YOUR ASSIGNMENT: Look below for the line that has "let (snapshots_tx, snapshots_rx)". Set down the lines from there through the line that has "async fn run(mut", exactly as written.

[Stored items]
====

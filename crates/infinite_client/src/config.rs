//! Client configuration.
//!
//! Every key has a default, so an empty (or missing) TOML file yields a
//! working configuration pointed at a local server.

use crate::error::{ClientError, ClientErrorKind};
use derive_getters::Getters;
use derive_setters::Setters;
use serde::{Deserialize, Serialize};
use std::path::Path;
use std::time::Duration;
use tracing::{debug, info, instrument};

/// Environment variable that overrides [`ClientConfig::server_url`].
pub const SERVER_URL_ENV: &str = "INFINITE_SERVER_URL";

/// Network transports, in the order the client may try them.
#[derive(
    Debug, Clone, Copy, PartialEq, Eq, Hash, Serialize, Deserialize, strum::Display, strum::EnumIter,
)]
#[serde(rename_all = "lowercase")]
#[strum(serialize_all = "lowercase")]
pub enum TransportKind {
    /// Streaming transport over a websocket.
    Websocket,
    /// HTTP long-polling fallback.
    Polling,
}

/// Which liveness policy watches a running round.
#[derive(
    Debug, Clone, Copy, PartialEq, Eq, Hash, Default, Serialize, Deserialize, clap::ValueEnum,
)]
#[serde(rename_all = "lowercase")]
pub enum LivenessStrategy {
    /// Countdown since the last observed game activity.
    #[default]
    Inactivity,
    /// Fixed-interval ping, stalled when pongs stop.
    Heartbeat,
}

/// Transport options handed to the connector.
#[derive(Debug, Clone, PartialEq, Eq, Getters, Setters, Serialize, Deserialize)]
#[setters(prefix = "with_")]
pub struct TransportConfig {
    /// Extra connection rounds after the first one fails.
    #[serde(default = "default_reconnection_attempts")]
    reconnection_attempts: u32,

    /// Per-attempt connect timeout in milliseconds.
    #[serde(default = "default_connect_timeout_ms")]
    connect_timeout_ms: u64,

    /// Transports to try, preferred first.
    #[serde(default = "default_transports")]
    transports: Vec<TransportKind>,
}

impl TransportConfig {
    /// Per-attempt connect timeout.
    pub fn connect_timeout(&self) -> Duration {
        Duration::from_millis(self.connect_timeout_ms)
    }
}

impl Default for TransportConfig {
    fn default() -> Self {
        Self {
            reconnection_attempts: default_reconnection_attempts(),
            connect_timeout_ms: default_connect_timeout_ms(),
            transports: default_transports(),
        }
    }
}

/// Liveness timing.
#[derive(Debug, Clone, PartialEq, Eq, Getters, Setters, Serialize, Deserialize)]
#[setters(prefix = "with_")]
pub struct LivenessConfig {
    /// Policy to run.
    #[serde(default)]
    strategy: LivenessStrategy,

    /// Silence before the countdown is shown.
    #[serde(default = "default_warning_start_ms")]
    warning_start_ms: u64,

    /// Silence before the round is declared stalled.
    #[serde(default = "default_total_timeout_ms")]
    total_timeout_ms: u64,

    /// Inactivity poll period.
    #[serde(default = "default_poll_interval_ms")]
    poll_interval_ms: u64,

    /// How long the disconnect notice stays up before quitting.
    #[serde(default = "default_termination_grace_ms")]
    termination_grace_ms: u64,

    /// Heartbeat ping period.
    #[serde(default = "default_heartbeat_interval_ms")]
    heartbeat_interval_ms: u64,

    /// Heartbeat silence before the round is declared stalled.
    #[serde(default = "default_heartbeat_timeout_ms")]
    heartbeat_timeout_ms: u64,
}

impl LivenessConfig {
    /// Silence before the countdown is shown.
    pub fn warning_start(&self) -> Duration {
        Duration::from_millis(self.warning_start_ms)
    }

    /// Silence before the round is declared stalled.
    pub fn total_timeout(&self) -> Duration {
        Duration::from_millis(self.total_timeout_ms)
    }

    /// Inactivity poll period.
    pub fn poll_interval(&self) -> Duration {
        Duration::from_millis(self.poll_interval_ms)
    }

    /// Disconnect notice duration.
    pub fn termination_grace(&self) -> Duration {
        Duration::from_millis(self.termination_grace_ms)
    }

    /// Heartbeat ping period.
    pub fn heartbeat_interval(&self) -> Duration {
        Duration::from_millis(self.heartbeat_interval_ms)
    }

    /// Heartbeat silence limit.
    pub fn heartbeat_timeout(&self) -> Duration {
        Duration::from_millis(self.heartbeat_timeout_ms)
    }

    /// Checks that the timings describe a usable schedule.
    ///
    /// # Errors
    ///
    /// Fails for a zero poll or heartbeat period, or when the warning does
    /// not start before the total timeout.
    #[instrument(skip(self))]
    pub fn validate(&self) -> Result<(), ClientError> {
        if self.poll_interval_ms == 0 {
            return Err(ClientError::new(
                ClientErrorKind::Config,
                "liveness.poll_interval_ms must be greater than zero",
            ));
        }
        if self.heartbeat_interval_ms == 0 {
            return Err(ClientError::new(
                ClientErrorKind::Config,
                "liveness.heartbeat_interval_ms must be greater than zero",
            ));
        }
        if self.warning_start_ms >= self.total_timeout_ms {
            return Err(ClientError::new(
                ClientErrorKind::Config,
                format!(
                    "liveness.warning_start_ms ({}) must be less than liveness.total_timeout_ms ({})",
                    self.warning_start_ms, self.total_timeout_ms
                ),
            ));
        }
        Ok(())
    }
}

impl Default for LivenessConfig {
    fn default() -> Self {
        Self {
            strategy: LivenessStrategy::default(),
            warning_start_ms: default_warning_start_ms(),
            total_timeout_ms: default_total_timeout_ms(),
            poll_interval_ms: default_poll_interval_ms(),
            termination_grace_ms: default_termination_grace_ms(),
            heartbeat_interval_ms: default_heartbeat_interval_ms(),
            heartbeat_timeout_ms: default_heartbeat_timeout_ms(),
        }
    }
}

/// Top-level client configuration.
#[derive(Debug, Clone, PartialEq, Eq, Getters, Setters, Serialize, Deserialize)]
#[setters(prefix = "with_")]
pub struct ClientConfig {
    /// Game server base URL (`http(s)://` or `ws(s)://`).
    #[serde(default = "default_server_url")]
    server_url: String,

    /// One-shot deadline for the whole connect phase, in milliseconds.
    #[serde(default = "default_connect_deadline_ms")]
    connect_deadline_ms: u64,

    /// Transport options.
    #[serde(default)]
    transport: TransportConfig,

    /// Liveness options.
    #[serde(default)]
    liveness: LivenessConfig,
}

#[instrument]
fn default_server_url() -> String {
    "http://localhost:3000".to_string()
}

#[instrument]
fn default_connect_deadline_ms() -> u64 {
    15_000
}

#[instrument]
fn default_reconnection_attempts() -> u32 {
    3
}

#[instrument]
fn default_connect_timeout_ms() -> u64 {
    10_000
}

#[instrument]
fn default_transports() -> Vec<TransportKind> {
    vec![TransportKind::Websocket, TransportKind::Polling]
}

#[instrument]
fn default_warning_start_ms() -> u64 {
    10_000
}

#[instrument]
fn default_total_timeout_ms() -> u64 {
    25_000
}

#[instrument]
fn default_poll_interval_ms() -> u64 {
    500
}

#[instrument]
fn default_termination_grace_ms() -> u64 {
    3_000
}

#[instrument]
fn default_heartbeat_interval_ms() -> u64 {
    1_000
}

#[instrument]
fn default_heartbeat_timeout_ms() -> u64 {
    5_000
}

impl Default for ClientConfig {
    fn default() -> Self {
        Self {
            server_url: default_server_url(),
            connect_deadline_ms: default_connect_deadline_ms(),
            transport: TransportConfig::default(),
            liveness: LivenessConfig::default(),
        }
    }
}

impl ClientConfig {
    /// Connect-phase deadline.
    pub fn connect_deadline(&self) -> Duration {
        Duration::from_millis(self.connect_deadline_ms)
    }

    /// Loads configuration from a TOML file.
    #[instrument(skip(path), fields(path = %path.as_ref().display()))]
    pub fn from_file(path: impl AsRef<Path>) -> Result<Self, ClientError> {
        debug!("Loading config from file");
        let content = std::fs::read_to_string(path.as_ref()).map_err(|e| {
            ClientError::new(
                ClientErrorKind::Config,
                format!("Failed to read config file: {}", e),
            )
        })?;

        let config: Self = toml::from_str(&content)?;
        config.liveness.validate()?;
        info!(server_url = %config.server_url, "Config loaded successfully");
        Ok(config)
    }

    /// Loads the file if it exists, otherwise returns defaults.
    #[instrument(skip(path), fields(path = %path.as_ref().display()))]
    pub fn load_or_default(path: impl AsRef<Path>) -> Result<Self, ClientError> {
        if path.as_ref().exists() {
            Self::from_file(path)
        } else {
            info!("Config file not found, using defaults");
            Ok(Self::default())
        }
    }

    /// Applies the server URL from the environment, if set.
    #[instrument(skip(self))]
    pub fn apply_env(self) -> Self {
        match std::env::var(SERVER_URL_ENV) {
            Ok(url) if !url.trim().is_empty() => {
                info!(url = %url, "Server URL overridden from environment");
                self.with_server_url(url)
            }
            _ => self,
        }
    }

    /// Renders the configuration as TOML.
    pub fn to_toml(&self) -> Result<String, ClientError> {
        toml::to_string_pretty(self).map_err(|e| {
            ClientError::new(
                ClientErrorKind::Config,
                format!("Failed to render config: {}", e),
            )
        })
    }
}
//! Tests for client configuration loading.

use infinite_client::{
    ClientConfig, ClientErrorKind, LivenessStrategy, SERVER_URL_ENV, TransportKind,
};
use std::io::Write;
use std::time::Duration;
use tempfile::NamedTempFile;

#[test]
fn test_defaults() {
    let config = ClientConfig::default();
    assert_eq!(config.server_url(), "http://localhost:3000");
    assert_eq!(config.connect_deadline(), Duration::from_secs(15));
    assert_eq!(*config.transport().reconnection_attempts(), 3);
    assert_eq!(
        config.transport().transports(),
        &vec![TransportKind::Websocket, TransportKind::Polling]
    );
    assert_eq!(*config.liveness().strategy(), LivenessStrategy::Inactivity);
    assert_eq!(config.liveness().warning_start(), Duration::from_secs(10));
    assert_eq!(config.liveness().total_timeout(), Duration::from_secs(25));
    assert_eq!(config.liveness().poll_interval(), Duration::from_millis(500));
    assert_eq!(config.liveness().termination_grace(), Duration::from_secs(3));
}

#[test]
fn test_partial_file_keeps_defaults() {
    let mut file = NamedTempFile::new().unwrap();
    writeln!(
        file,
        r#"
server_url = "https://game.example.com"

[transport]
transports = ["polling"]

[liveness]
strategy = "heartbeat"
heartbeat_timeout_ms = 8000
"#
    )
    .unwrap();

    let config = ClientConfig::from_file(file.path()).unwrap();
    assert_eq!(config.server_url(), "https://game.example.com");
    assert_eq!(config.transport().transports(), &vec![TransportKind::Polling]);
    assert_eq!(*config.transport().reconnection_attempts(), 3);
    assert_eq!(*config.liveness().strategy(), LivenessStrategy::Heartbeat);
    assert_eq!(config.liveness().heartbeat_timeout(), Duration::from_secs(8));
    assert_eq!(config.liveness().heartbeat_interval(), Duration::from_secs(1));
    assert_eq!(config.connect_deadline(), Duration::from_secs(15));
}

#[test]
fn test_missing_file_falls_back_to_defaults() {
    let dir = tempfile::tempdir().unwrap();
    let config = ClientConfig::load_or_default(dir.path().join("absent.toml")).unwrap();
    assert_eq!(config, ClientConfig::default());
}

#[test]
fn test_malformed_file_is_config_error() {
    let mut file = NamedTempFile::new().unwrap();
    writeln!(file, "server_url = [not toml").unwrap();

    let err = ClientConfig::from_file(file.path()).unwrap_err();
    assert_eq!(err.kind, ClientErrorKind::Config);
}

#[test]
fn test_rendered_toml_loads_back() {
    let config = ClientConfig::default().with_server_url("http://10.0.0.2:3000".to_string());
    let mut file = NamedTempFile::new().unwrap();
    write!(file, "{}", config.to_toml().unwrap()).unwrap();

    assert_eq!(ClientConfig::from_file(file.path()).unwrap(), config);
}

#[test]
fn test_environment_overrides_server_url() {
    // Only this test touches the variable.
    unsafe { std::env::set_var(SERVER_URL_ENV, "http://from-env:9000") };
    let config = ClientConfig::default().apply_env();
    unsafe { std::env::remove_var(SERVER_URL_ENV) };

    assert_eq!(config.server_url(), "http://from-env:9000");
}

#[test]
fn test_zero_periods_are_rejected() {
    for table in ["poll_interval_ms = 0", "heartbeat_interval_ms = 0"] {
        let mut file = NamedTempFile::new().unwrap();
        writeln!(file, "[liveness]\n{}", table).unwrap();

        let err = ClientConfig::from_file(file.path()).unwrap_err();
        assert_eq!(err.kind, ClientErrorKind::Config, "{}", table);
    }
}

#[test]
fn test_warning_must_start_before_timeout() {
    let mut file = NamedTempFile::new().unwrap();
    writeln!(
        file,
        "[liveness]\nwarning_start_ms = 25000\ntotal_timeout_ms = 25000"
    )
    .unwrap();

    let err = ClientConfig::load_or_default(file.path()).unwrap_err();
    assert_eq!(err.kind, ClientErrorKind::Config);
    assert!(ClientConfig::default().liveness().validate().is_ok());
}
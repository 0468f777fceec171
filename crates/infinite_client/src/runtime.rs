//! Event loop that drives a [`GameSession`].
//!
//! A single task owns the session. It waits on user commands, transport
//! events and the session's next timer deadline, applies the resulting
//! effects, and publishes a fresh [`SessionSnapshot`] after every step.

use crate::error::{ClientError, ClientErrorKind};
use crate::session::{GameSession, SessionEffect};
use crate::snapshot::SessionSnapshot;
use crate::transport::{TransportEvent, TransportFactory, TransportHandle};
use std::sync::Arc;
use std::time::Duration;
use tokio::sync::{mpsc, watch};
use tokio::task::JoinHandle;
use tokio::time::Instant;
use tracing::{debug, info, instrument, warn};

/// Sleep used when no timer is pending; the branch is disabled anyway.
const IDLE_SLEEP: Duration = Duration::from_secs(3600);

/// Request from the presentation layer.
#[derive(Debug, Clone, Copy, PartialEq, Eq)]
pub enum UserCommand {
    /// Opt into networked play.
    Start,
    /// Play a cell (0-8).
    Move(usize),
    /// Ask for another round.
    Rematch,
    /// Leave the session and return to the menu.
    Quit,
    /// Quit and stop the runtime.
    Shutdown,
}

/// Cloneable handle for presentation layers.
#[derive(Debug, Clone)]
pub struct SessionClient {
    commands: mpsc::UnboundedSender<UserCommand>,
    snapshots: watch::Receiver<SessionSnapshot>,
}

impl SessionClient {
    fn send(&self, command: UserCommand) -> Result<(), ClientError> {
        self.commands.send(command).map_err(|_| {
            ClientError::new(ClientErrorKind::ChannelClosed, "Session runtime has stopped")
        })
    }

    /// Opts into networked play.
    pub fn start(&self) -> Result<(), ClientError> {
        self.send(UserCommand::Start)
    }

    /// Plays a cell. Invalid moves are ignored by the session.
    pub fn attempt_move(&self, index: usize) -> Result<(), ClientError> {
        self.send(UserCommand::Move(index))
    }

    /// Asks for another round.
    pub fn request_rematch(&self) -> Result<(), ClientError> {
        self.send(UserCommand::Rematch)
    }

    /// Leaves the session.
    pub fn quit(&self) -> Result<(), ClientError> {
        self.send(UserCommand::Quit)
    }

    /// Stops the runtime.
    pub fn shutdown(&self) -> Result<(), ClientError> {
        self.send(UserCommand::Shutdown)
    }

    /// Latest snapshot.
    pub fn snapshot(&self) -> SessionSnapshot {
        self.snapshots.borrow().clone()
    }

    /// Receiver that wakes on every snapshot change.
    pub fn subscribe(&self) -> watch::Receiver<SessionSnapshot> {
        self.snapshots.clone()
    }
}

/// Owns a session and its transport.
pub struct SessionRuntime {
    session: GameSession,
    factory: Arc<dyn TransportFactory>,
    transport: Option<TransportHandle>,
    events: Option<mpsc::UnboundedReceiver<TransportEvent>>,
    snapshots: watch::Sender<SessionSnapshot>,
}

impl SessionRuntime {
    /// Spawns the runtime task and returns its handle.
    pub fn spawn(
        session: GameSession,
        factory: Arc<dyn TransportFactory>,
    ) -> (SessionClient, JoinHandle<()>) {
        let (commands_tx, commands_rx) = mpsc::unbounded_channel();
        let (snapshots_tx, snapshots_rx) = watch::channel(session.snapshot());

        let runtime = Self {
            session,
            factory,
            transport: None,
            events: None,
            snapshots: snapshots_tx,
        };
        let task = tokio::spawn(runtime.run(commands_rx));

        let client = SessionClient {
            commands: commands_tx,
            snapshots: snapshots_rx,
        };
        (client, task)
    }

    #[instrument(skip_all)]
    async fn run(mut self, mut commands: mpsc::UnboundedReceiver<UserCommand>) {
        info!("Session runtime started");

        loop {
            let deadline = self.session.next_deadline();
            let wake = deadline.unwrap_or_else(|| Instant::now() + IDLE_SLEEP);

            let effects = tokio::select! {
                command = commands.recv() => match command {
                    Some(UserCommand::Shutdown) | None => {
                        let effects = self.session.quit();
                        self.apply(effects);
                        self.publish();
                        break;
                    }
                    Some(command) => self.on_command(command),
                },
                event = next_event(&mut self.events) => match event {
                    Some(event) => self.session.handle_transport(event, Instant::now()),
                    None => {
                        debug!("Transport channel closed");
                        self.events = None;
                        Vec::new()
                    }
                },
                () = tokio::time::sleep_until(wake), if deadline.is_some() => {
                    self.session.on_timer(Instant::now())
                }
            };

            self.apply(effects);
            self.publish();
        }

        info!("Session runtime stopped");
    }

    fn on_command(&mut self, command: UserCommand) -> Vec<SessionEffect> {
        let now = Instant::now();
        match command {
            UserCommand::Start => self.session.start(now),
            UserCommand::Move(index) => self.session.attempt_move(index, now),
            UserCommand::Rematch => self.session.request_rematch(),
            UserCommand::Quit => self.session.quit(),
            UserCommand::Shutdown => Vec::new(),
        }
    }

    fn apply(&mut self, effects: Vec<SessionEffect>) {
        for effect in effects {
            match effect {
                SessionEffect::OpenTransport => {
                    self.close_transport();
                    let (tx, rx) = mpsc::unbounded_channel();
                    self.transport = Some(self.factory.open(tx));
                    self.events = Some(rx);
                }
                SessionEffect::CloseTransport => self.close_transport(),
                SessionEffect::Emit(event) => match &self.transport {
                    Some(transport) => {
                        if let Err(e) = transport.emit(event) {
                            warn!(error = %e, event = event.name(), "Emit failed");
                        }
                    }
                    None => debug!(event = event.name(), "No transport, dropping event"),
                },
            }
        }
    }

    fn close_transport(&mut self) {
        // Dropping the receiver discards anything the old transport still
        // had in flight.
        self.events = None;
        if let Some(transport) = self.transport.take() {
            transport.shutdown();
        }
    }

    fn publish(&self) {
        let next = self.session.snapshot();
        self.snapshots.send_if_modified(|current| {
            if *current == next {
                false
            } else {
                *current = next;
                true
            }
        });
    }
}

async fn next_event(
    events: &mut Option<mpsc::UnboundedReceiver<TransportEvent>>,
) -> Option<TransportEvent> {
    match events {
        Some(rx) => rx.recv().await,
        None => std::future::pending().await,
    }
}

====

ANSWER TO THIS PROBLEM:
        let (snapshots_tx, snapshots_rx) = watch::channel(session.snapshot());

        let runtime = Self {
            session,
            factory,
            transport: None,
            events: None,
            snapshots: snapshots_tx,
        };
        let task = tokio::spawn(runtime.run(commands_rx));

        let client = SessionClient {
            commands: commands_tx,
            snapshots: snapshots_rx,
        };
        (client, task)
    }

    #[instrument(skip_all)]
    async fn run(mut self, mut commands: mpsc::UnboundedReceiver<UserCommand>) {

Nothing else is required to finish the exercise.